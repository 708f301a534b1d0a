//! Grammar tables: the static data that drives the engine.
//!
//! A grammar is supplied to the engine as four explicit structures rather
//! than baked-in control flow, which keeps the engine reusable for any
//! grammar a table generator can produce:
//!
//! - a **dense action table** (state x terminal -> action),
//! - a **default action per state**, used when the dense row has no entry;
//!   this covers the common case where only one action is legal and lets
//!   whole rows stay empty,
//! - a small **exception list** for (state, terminal) pairs the dense and
//!   default scheme cannot express (typically only the accept condition at
//!   end-of-input),
//! - a **goto table** (nonterminal x state -> state) consulted after each
//!   reduction.
//!
//! Each production additionally records its right-hand-side length (how
//! many stack slots a reduction pops) and its left-hand nonterminal (the
//! goto row).

/// An automaton state: an opaque index into the table rows.
#[derive(Debug, Clone, Copy, PartialEq, Eq)]
pub struct StateID(pub u16);

impl From<StateID> for usize {
    #[inline]
    fn from(state: StateID) -> Self {
        state.0 as usize
    }
}

/// One parse decision.
///
/// `P` is the grammar's production identifier, a closed enum converting to
/// the production's index in [`ParserTables::prods`].
#[derive(Debug, Clone, Copy, PartialEq, Eq)]
pub enum Action<P> {
    /// Consume the lookahead and move to the given state.
    Shift(StateID),
    /// Apply the given production's reduction action.
    Reduce(P),
    /// The input is a complete sentence; stop successfully.
    Accept,
    /// No legal action; enter error recovery.
    Error,
}

/// Right-hand-side length and left-hand nonterminal of one production.
#[derive(Debug, Clone, Copy)]
pub struct ProdInfo {
    /// Number of stack slots the reduction pops.
    pub len: u8,
    /// Row of the goto table keyed after the reduction.
    pub lhs: u8,
}

/// A sparse override for one (state, terminal) pair.
#[derive(Debug, Clone, Copy)]
pub struct Exception<P> {
    pub state: StateID,
    pub token: usize,
    pub action: Action<P>,
}

/// The complete table set for one grammar.
///
/// All slices are `'static`: tables are data computed offline by a table
/// generator, not at runtime. `actions` is row-major with `nterminals`
/// columns per state; `gotos` is row-major with one row per nonterminal and
/// one column per state.
pub struct ParserTables<P: 'static> {
    /// Number of terminal symbols (dense row width).
    pub nterminals: usize,
    /// Number of nonterminal symbols (goto row count).
    pub nvars: usize,
    /// Terminal index of the end-of-input token.
    pub end_token: usize,
    /// Terminal index of the error pseudo-token recovery shifts.
    pub error_token: usize,
    /// Terminals below this index are internal bookkeeping categories
    /// (end-of-input, the error pseudo-token, unknown-character buckets)
    /// and are never offered as "expecting" suggestions.
    pub first_suggested: usize,
    /// Dense action table; `None` falls through to `exceptions`, then to
    /// the state's entry in `defaults`.
    pub actions: &'static [Option<Action<P>>],
    /// Default action per state. A state whose dense row is entirely empty
    /// applies its default without consulting a lookahead at all.
    pub defaults: &'static [Action<P>],
    /// Sparse (state, terminal) overrides.
    pub exceptions: &'static [Exception<P>],
    /// Goto table; entries that no reduction can reach are `None`.
    pub gotos: &'static [Option<StateID>],
    /// Per-production metadata, indexed by `P: Into<usize>`.
    pub prods: &'static [ProdInfo],
    /// Display names per terminal, for diagnostics.
    pub token_names: &'static [&'static str],
}

impl<P: Copy> ParserTables<P> {
    #[inline]
    fn row(&self, state: StateID) -> &'static [Option<Action<P>>] {
        let base = usize::from(state) * self.nterminals;
        &self.actions[base..base + self.nterminals]
    }

    /// Number of states covered by the tables.
    #[inline]
    pub fn nstates(&self) -> usize {
        self.defaults.len()
    }

    /// Resolves the action for `(state, token)`: dense entry first, then
    /// the exception list, then the state's default.
    pub fn action(&self, state: StateID, token: usize) -> Action<P> {
        if let Some(action) = self.row(state)[token] {
            return action;
        }
        for exception in self.exceptions {
            if exception.state == state && exception.token == token {
                return exception.action;
            }
        }
        self.defaults[usize::from(state)]
    }

    /// Whether resolving this state's action requires a lookahead. States
    /// with an empty dense row and no exceptions take their default
    /// reduction without pulling a token.
    pub fn needs_lookahead(&self, state: StateID) -> bool {
        self.row(state).iter().any(Option::is_some)
            || self.exceptions.iter().any(|e| e.state == state)
    }

    /// Probes the dense row for a shift of the error pseudo-token; used by
    /// recovery to locate a synchronization point.
    pub fn error_shift(&self, state: StateID) -> Option<StateID> {
        match self.row(state)[self.error_token] {
            Some(Action::Shift(next)) => Some(next),
            _ => None,
        }
    }

    /// Looks up the state entered after reducing to nonterminal `lhs` with
    /// `state` exposed at the top of the stack.
    pub fn goto(&self, lhs: u8, state: StateID) -> Option<StateID> {
        self.gotos[lhs as usize * self.nstates() + usize::from(state)]
    }

    /// Display names of every terminal with a legal shift from `state`,
    /// plus any exception-listed terminals, for "expecting" suggestions.
    /// Terminals below `first_suggested` are omitted.
    pub fn expected_tokens(&self, state: StateID) -> Vec<&'static str> {
        let mut expected = Vec::new();
        for (token, entry) in self.row(state).iter().enumerate() {
            if token >= self.first_suggested && matches!(entry, Some(Action::Shift(_))) {
                expected.push(self.token_names[token]);
            }
        }
        for exception in self.exceptions {
            if exception.state == state && exception.token >= self.first_suggested {
                expected.push(self.token_names[exception.token]);
            }
        }
        expected
    }
}
//! Command-line interface for the calculator.
//!
//! Reads statements from a file (or stdin when no file is given), runs one
//! parsing session over the whole input, prints statement values to stdout
//! and diagnostics to stderr.

use anyhow::{Context, Result};
use clap::Parser as ClapParser;
use shiftred_calc::CalcParser;
use std::io::Read;
use std::path::PathBuf;

#[derive(ClapParser, Debug)]
#[command(version, about = "line-oriented register calculator", long_about = None)]
struct Args {
    /// Input file with calculator statements; reads stdin when omitted
    input: Option<PathBuf>,

    /// Print bare `syntax error` diagnostics without token suggestions
    #[arg(long)]
    terse: bool,
}

fn main() -> Result<()> {
    env_logger::init();

    let args = Args::parse();

    let bytes = match &args.input {
        Some(path) => std::fs::read(path).with_context(|| format!("can't read {}", path.display()))?,
        None => {
            let mut buffer = Vec::new();
            std::io::stdin()
                .read_to_end(&mut buffer)
                .context("can't read stdin")?;
            buffer
        }
    };

    let stdout = std::io::stdout();
    let mut parser = CalcParser::new(bytes.into_iter(), stdout.lock()).verbose_diagnostics(!args.terse);
    let outcome = parser.run();

    for diagnostic in parser.diagnostics() {
        eprintln!("{diagnostic}");
    }

    match outcome {
        Ok(stats) => {
            log::debug!(
                "session done: {} tokens, {} shifts, {} reductions, {} syntax errors",
                stats.tokens,
                stats.shifts,
                stats.reductions,
                stats.syntax_errors
            );
            Ok(())
        }
        Err(err) => Err(anyhow::Error::new(err).context("parsing aborted")),
    }
}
+===+
__WHAT IS EXPECTED__:
When you reach the end of the listing, print it again in full, exactly as given.

__ANSWER TO THIS EXERCISE__:
repository 708f301a534b1d0a
//! Grammar tables: the static data that drives the engine.
//!
//! A grammar is supplied to the engine as four explicit structures rather
//! than baked-in control flow, which keeps the engine reusable for any
//! grammar a table generator can produce:
//!
//! - a **dense action table** (state x terminal -> action),
//! - a **default action per state**, used when the dense row has no entry;
//!   this covers the common case where only one action is legal and lets
//!   whole rows stay empty,
//! - a small **exception list** for (state, terminal) pairs the dense and
//!   default scheme cannot express (typically only the accept condition at
//!   end-of-input),
//! - a **goto table** (nonterminal x state -> state) consulted after each
//!   reduction.
//!
//! Each production additionally records its right-hand-side length (how
//! many stack slots a reduction pops) and its left-hand nonterminal (the
//! goto row).

/// An automaton state: an opaque index into the table rows.
#[derive(Debug, Clone, Copy, PartialEq, Eq)]
pub struct StateID(pub u16);

impl From<StateID> for usize {
    #[inline]
    fn from(state: StateID) -> Self {
        state.0 as usize
    }
}

/// One parse decision.
///
/// `P` is the grammar's production identifier, a closed enum converting to
/// the production's index in [`ParserTables::prods`].
#[derive(Debug, Clone, Copy, PartialEq, Eq)]
pub enum Action<P> {
    /// Consume the lookahead and move to the given state.
    Shift(StateID),
    /// Apply the given production's reduction action.
    Reduce(P),
    /// The input is a complete sentence; stop successfully.
    Accept,
    /// No legal action; enter error recovery.
    Error,
}

/// Right-hand-side length and left-hand nonterminal of one production.
#[derive(Debug, Clone, Copy)]
pub struct ProdInfo {
    /// Number of stack slots the reduction pops.
    pub len: u8,
    /// Row of the goto table keyed after the reduction.
    pub lhs: u8,
}

/// A sparse override for one (state, terminal) pair.
#[derive(Debug, Clone, Copy)]
pub struct Exception<P> {
    pub state: StateID,
    pub token: usize,
    pub action: Action<P>,
}

/// The complete table set for one grammar.
///
/// All slices are `'static`: tables are data computed offline by a table
/// generator, not at runtime. `actions` is row-major with `nterminals`
/// columns per state; `gotos` is row-major with one row per nonterminal and
/// one column per state.
pub struct ParserTables<P: 'static> {
    /// Number of terminal symbols (dense row width).
    pub nterminals: usize,
    /// Number of nonterminal symbols (goto row count).
    pub nvars: usize,
    /// Terminal index of the end-of-input token.
    pub end_token: usize,
    /// Terminal index of the error pseudo-token recovery shifts.
    pub error_token: usize,
    /// Terminals below this index are internal bookkeeping categories
    /// (end-of-input, the error pseudo-token, unknown-character buckets)
    /// and are never offered as "expecting" suggestions.
    pub first_suggested: usize,
    /// Dense action table; `None` falls through to `exceptions`, then to
    /// the state's entry in `defaults`.
    pub actions: &'static [Option<Action<P>>],
    /// Default action per state. A state whose dense row is entirely empty
    /// applies its default without consulting a lookahead at all.
    pub defaults: &'static [Action<P>],
    /// Sparse (state, terminal) overrides.
    pub exceptions: &'static [Exception<P>],
    /// Goto table; entries that no reduction can reach are `None`.
    pub gotos: &'static [Option<StateID>],
    /// Per-production metadata, indexed by `P: Into<usize>`.
    pub prods: &'static [ProdInfo],
    /// Display names per terminal, for diagnostics.
    pub token_names: &'static [&'static str],
}

impl<P: Copy> ParserTables<P> {
    #[inline]
    fn row(&self, state: StateID) -> &'static [Option<Action<P>>] {
        let base = usize::from(state) * self.nterminals;
        &self.actions[base..base + self.nterminals]
    }

    /// Number of states covered by the tables.
    #[inline]
    pub fn nstates(&self) -> usize {
        self.defaults.len()
    }

    /// Resolves the action for `(state, token)`: dense entry first, then
    /// the exception list, then the state's default.
    pub fn action(&self, state: StateID, token: usize) -> Action<P> {
        if let Some(action) = self.row(state)[token] {
            return action;
        }
        for exception in self.exceptions {
            if exception.state == state && exception.token == token {
                return exception.action;
            }
        }
        self.defaults[usize::from(state)]
    }

    /// Whether resolving this state's action requires a lookahead. States
    /// with an empty dense row and no exceptions take their default
    /// reduction without pulling a token.
    pub fn needs_lookahead(&self, state: StateID) -> bool {
        self.row(state).iter().any(Option::is_some)
            || self.exceptions.iter().any(|e| e.state == state)
    }

    /// Probes the dense row for a shift of the error pseudo-token; used by
    /// recovery to locate a synchronization point.
    pub fn error_shift(&self, state: StateID) -> Option<StateID> {
        match self.row(state)[self.error_token] {
            Some(Action::Shift(next)) => Some(next),
            _ => None,
        }
    }

    /// Looks up the state entered after reducing to nonterminal `lhs` with
    /// `state` exposed at the top of the stack.
    pub fn goto(&self, lhs: u8, state: StateID) -> Option<StateID> {
        self.gotos[lhs as usize * self.nstates() + usize::from(state)]
    }

    /// Display names of every terminal with a legal shift from `state`,
    /// plus any exception-listed terminals, for "expecting" suggestions.
    /// Terminals below `first_suggested` are omitted.
    pub fn expected_tokens(&self, state: StateID) -> Vec<&'static str> {
        let mut expected = Vec::new();
        for (token, entry) in self.row(state).iter().enumerate() {
            if token >= self.first_suggested && matches!(entry, Some(Action::Shift(_))) {
                expected.push(self.token_names[token]);
            }
        }
        for exception in self.exceptions {
            if exception.state == state && exception.token >= self.first_suggested {
                expected.push(self.token_names[exception.token]);
            }
        }
        expected
    }
}
//! Command-line interface for the calculator.
//!
//! Reads statements from a file (or stdin when no file is given), runs one
//! parsing session over the whole input, prints statement values to stdout
//! and diagnostics to stderr.

use anyhow::{Context, Result};
use clap::Parser as ClapParser;
use shiftred_calc::CalcParser;
use std::io::Read;
use std::path::PathBuf;

#[derive(ClapParser, Debug)]
#[command(version, about = "line-oriented register calculator", long_about = None)]
struct Args {
    /// Input file with calculator statements; reads stdin when omitted
    input: Option<PathBuf>,

    /// Print bare `syntax error` diagnostics without token suggestions
    #[arg(long)]
    terse: bool,
}

fn main() -> Result<()> {
    env_logger::init();

    let args = Args::parse();

    let bytes = match &args.input {
        Some(path) => std::fs::read(path).with_context(|| format!("can't read {}", path.display()))?,
        None => {
            let mut buffer = Vec::new();
            std::io::stdin()
                .read_to_end(&mut buffer)
                .context("can't read stdin")?;
            buffer
        }
    };

    let stdout = std::io::stdout();
    let mut parser = CalcParser::new(bytes.into_iter(), stdout.lock()).verbose_diagnostics(!args.terse);
    let outcome = parser.run();

    for diagnostic in parser.diagnostics() {
        eprintln!("{diagnostic}");
    }

    match outcome {
        Ok(stats) => {
            log::debug!(
                "session done: {} tokens, {} shifts, {} reductions, {} syntax errors",
                stats.tokens,
                stats.shifts,
                stats.reductions,
                stats.syntax_errors
            );
            Ok(())
        }
        Err(err) => Err(anyhow::Error::new(err).context("parsing aborted")),
    }
}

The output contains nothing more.